Thomas W. Greaves Jeanne Hayes Leslie Wilson Michael Gielniak and Eric L. Peterson - Personal Name;

Economic competition is global, focused, and unrelenting; there is no such thing as a “safe” job. Whatever it was that formed the basis of your state’s economy 50, 25, or even 10 years ago is now at risk; and whatever it is that is coming next is hard to see or define, let alone prepare for.
This came home to me in the late 1990s when the bloom of the dot com bubble was beginning to fade, and the callcenter jobs we all thought were the next phase of industrialism were disappearing almost as fast as they had come. It suddenly hit me that I had no idea what the citizens of my state were going to do for a living 20 (or even 10) years from now. And the events of the past 10 years have only intensified this sense—and my conclusion that the recession we have been in for the past few years is more structural than cyclical.
The fact is that everybody in the world wants our jobs and the standard of living that comes with them, and for the first time ever, they have the means to take them.
So, what do we do? Denial is always an option (probably the most common one at this moment), but that is surely not going to help us adapt to the new reality all around us. As my father used to say, no decision is a decision, and it is usually the wrong one.

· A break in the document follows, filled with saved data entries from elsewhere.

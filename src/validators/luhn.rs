//! Luhn (mod-10, alternating double) — credit cards, NPI.

/// `true` iff `digits` (ASCII digits only) passes the raw Luhn check.
pub fn luhn_valid(digits: &str) -> bool {
    if digits.is_empty() || !digits.bytes().all(|b| b.is_ascii_digit()) {
        return false;
    }
    let mut sum = 0u32;
    let mut double = false;
    for c in digits.chars().rev() {
        let mut d = c.to_digit(10).unwrap();
        if double {
            d *= 2;
            if d > 9 {
                d -= 9;
            }
        }
        sum += d;
        double = !double;
    }
    sum % 10 == 0
}

/// Credit-card candidate that already matched a plausible format (length
/// 13-19, digits-only after removing separators). Spec §4.2: a Luhn
/// failure still reports `valid=true`, with reduced confidence — detect
/// with a flag rather than silently reject.
pub const CREDIT_CARD_LUHN_PASS_CONFIDENCE: f64 = 0.99;
pub const CREDIT_CARD_LUHN_FAIL_CONFIDENCE: f64 = 0.87;

pub fn validate_credit_card(raw: &str) -> (bool, f64) {
    let digits: String = raw.chars().filter(|c| !c.is_whitespace() && *c != '-').collect();
    if digits.len() < 13 || digits.len() > 19 || !digits.bytes().all(|b| b.is_ascii_digit()) {
        return (false, 0.0);
    }
    if luhn_valid(&digits) {
        (true, CREDIT_CARD_LUHN_PASS_CONFIDENCE)
    } else {
        (true, CREDIT_CARD_LUHN_FAIL_CONFIDENCE)
    }
}

/// NPI (National Provider Identifier): 10 digits, Luhn over the number
/// prefixed with the constant `80840` (the NPI "issuer" prefix mandated
/// by the Luhn check specified in the NPI final rule).
pub fn validate_npi(raw: &str) -> (bool, f64) {
    let digits: String = raw.chars().filter(|c| !c.is_whitespace()).collect();
    if digits.len() != 10 || !digits.bytes().all(|b| b.is_ascii_digit()) {
        return (false, 0.0);
    }
    let prefixed = format!("80840{digits}");
    if luhn_valid(&prefixed) {
        (true, 0.97)
    } else {
        (false, 0.0)
    }
}

#[cfg(test)]
mod tests {
    use super::*;

    #[test]
    fn known_valid_visa_passes_luhn() {
        assert!(luhn_valid("4111111111111111"));
    }

    #[test]
    fn altered_digit_fails_luhn() {
        assert!(!luhn_valid("4111111111111112"));
    }

    #[test]
    fn credit_card_luhn_fail_still_valid_with_reduced_confidence() {
        let (valid, confidence) = validate_credit_card("4111111111111112");
        assert!(valid);
        assert!((0.85..0.90).contains(&confidence));
    }

    #[test]
    fn credit_card_bad_length_is_invalid() {
        let (valid, _) = validate_credit_card("123");
        assert!(!valid);
    }

    #[test]
    fn npi_round_trip_via_luhn_is_deterministic() {
        // Self-consistency: a 10-digit candidate either satisfies the
        // 80840-prefixed Luhn check or it doesn't; validate_npi must agree
        // with luhn_valid on the same prefixed string.
        let digits = "1234567893";
        let expect = luhn_valid(&format!("80840{digits}"));
        let (valid, _) = validate_npi(digits);
        assert_eq!(valid, expect);
    }
}
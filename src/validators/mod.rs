//! Checksum/format validators (spec §4.2).
//!
//! Every validator is a pure function `&str -> (valid, confidence)`. None
//! of them allocate process-wide state; they are safe to call from any
//! number of threads concurrently.

pub mod aba;
pub mod bip39;
pub mod crypto;
pub mod dea;
pub mod luhn;
pub mod mod97;
pub mod securities;
pub mod ssn;
pub mod swift;
pub mod tracking;
pub mod vin;

/// Alphanumeric-to-numeric remap used by IBAN, ISIN, and LEI checksums:
/// `A=10, B=11, ..., Z=35`; digits pass through unchanged, appended as
/// decimal digit strings.
pub fn alpha_to_numeric(s: &str) -> Option<String> {
    let mut out = String::with_capacity(s.len() * 2);
    for c in s.chars() {
        if c.is_ascii_digit() {
            out.push(c);
        } else if c.is_ascii_alphabetic() {
            let value = (c.to_ascii_uppercase() as u32) - ('A' as u32) + 10;
            out.push_str(&value.to_string());
        } else {
            return None;
        }
    }
    Some(out)
}

/// Compute `digits mod modulus` for a (potentially huge) decimal digit
/// string, one digit at a time, avoiding bignum arithmetic.
pub fn mod_of_digit_string(digits: &str, modulus: u64) -> Option<u64> {
    let mut rem: u64 = 0;
    for c in digits.chars() {
        let d = c.to_digit(10)? as u64;
        rem = (rem * 10 + d) % modulus;
    }
    Some(rem)
}

#[cfg(test)]
mod tests {
    use super::*;

    #[test]
    fn alpha_to_numeric_remaps_letters() {
        assert_eq!(alpha_to_numeric("A9"), Some("109".to_string()));
        assert_eq!(alpha_to_numeric("Z"), Some("35".to_string()));
    }

    #[test]
    fn mod_of_digit_string_matches_small_values() {
        assert_eq!(mod_of_digit_string("100", 97), Some(100 % 97));
        assert_eq!(mod_of_digit_string("12345678901234567890", 97), Some(12345678901234567890u128.rem_euclid(97) as u64));
    }
}
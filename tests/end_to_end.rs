//! End-to-end scenarios exercising detect -> merge -> allowlist -> score
//! through the public API, plus invariant properties via proptest.

use openrisk_core::{detect_default, score, Config, ExposureLevel, Tier};
use proptest::prelude::*;

#[test]
fn ssn_and_phone_both_detected() {
    let text = "Reach Jane at 555-123-4567, SSN 123-45-6789.";
    let result = detect_default(text).unwrap();
    assert!(result.spans.iter().any(|s| s.entity_type == "SSN"));
    assert!(result.spans.iter().any(|s| s.entity_type == "PHONE"));
}

#[test]
fn email_with_trailing_period_is_trimmed() {
    let text = "Please email john.doe@corp.example. Thanks.";
    let result = detect_default(text).unwrap();
    let email = result.spans.iter().find(|s| s.entity_type == "EMAIL");
    assert!(email.is_some());
    assert!(!email.unwrap().text.ends_with('.'));
}

#[test]
fn valid_credit_card_outranks_pattern_tier() {
    let text = "MRN 4111111111111111 on file, card 4111 1111 1111 1111.";
    let result = detect_default(text).unwrap();
    let card = result.spans.iter().find(|s| s.entity_type == "CREDIT_CARD");
    assert!(card.is_some());
    assert_eq!(card.unwrap().tier, Tier::Checksum);
}

#[test]
fn driver_license_context_suppresses_spurious_mrn() {
    let text = "DL 12345678 DOB 01/01/1980 CLASS C EXP 12/2030 HGT 5-10 WGT 180 EYES BRN SEX M ISS 01/01/2020";
    let cfg = Config::default();
    let result = openrisk_core::detect(text, &cfg).unwrap();
    assert!(result.spans.iter().all(|s| !(s.entity_type == "MRN" && s.tier == Tier::Ml)));
}

#[test]
fn tracking_context_suppresses_spurious_mrn() {
    let text = "Your USPS tracking number is 9400111899223197428431, thanks for shipping.";
    let result = detect_default(text).unwrap();
    assert!(result.spans.iter().all(|s| !(s.entity_type == "MRN" && s.tier == Tier::Ml)));
}

#[test]
fn short_initial_name_is_filtered() {
    let text = "Seen by Dr. K. today for a follow-up.";
    let result = detect_default(text).unwrap();
    assert!(result.spans.iter().all(|s| s.text.trim() != "K."));
}

#[test]
fn scoring_reflects_detected_pii() {
    let text = "SSN 123-45-6789, card 4111 1111 1111 1111, email jane@corp.example.";
    let result = detect_default(text).unwrap();
    let scoring = score(&result, ExposureLevel::OrgWide);
    assert!(scoring.score > 0);
    assert!(scoring.score <= 100);
}

#[test]
fn clean_text_scores_zero() {
    let text = "The quick brown fox jumps over the lazy dog.";
    let result = detect_default(text).unwrap();
    let scoring = score(&result, ExposureLevel::Private);
    assert_eq!(scoring.score, 0);
}

proptest! {
    #[test]
    fn every_span_satisfies_invariants(seed in 0u64..1000) {
        let text = format!("SSN 123-45-678{} and email user{}@example.com", seed % 10, seed);
        let result = detect_default(&text).unwrap();
        for span in &result.spans {
            prop_assert!(span.start < span.end);
            prop_assert!(span.text.len() == span.end - span.start);
            prop_assert!((0.0..=1.0).contains(&span.confidence));
            prop_assert!(span.matches_source(&text));
        }
    }

    #[test]
    fn scoring_is_monotonic_in_exposure(count in 1usize..20) {
        let mut counts = std::collections::HashMap::new();
        counts.insert("SSN".to_string(), count);
        let private = openrisk_core::scorer::score(&counts, ExposureLevel::Private, None);
        let public = openrisk_core::scorer::score(&counts, ExposureLevel::Public, None);
        prop_assert!(public.score >= private.score);
    }
}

Another option is to meet what is fundamentally an economic challenge with economic remedies—tax cuts and incentives; a new round of protectionism; lower interest rates; “streamlining” regulation; scouring public budgets for “fraud, waste, and abuse”; credit enhancements; investment in research and development—in other words, the usual suspects. These may be helpful on the margins, but none individually—or even the whole list—will fundamentally alter the trajectory of 21st-century history, which is inevitably in the direction of intensifying global competition.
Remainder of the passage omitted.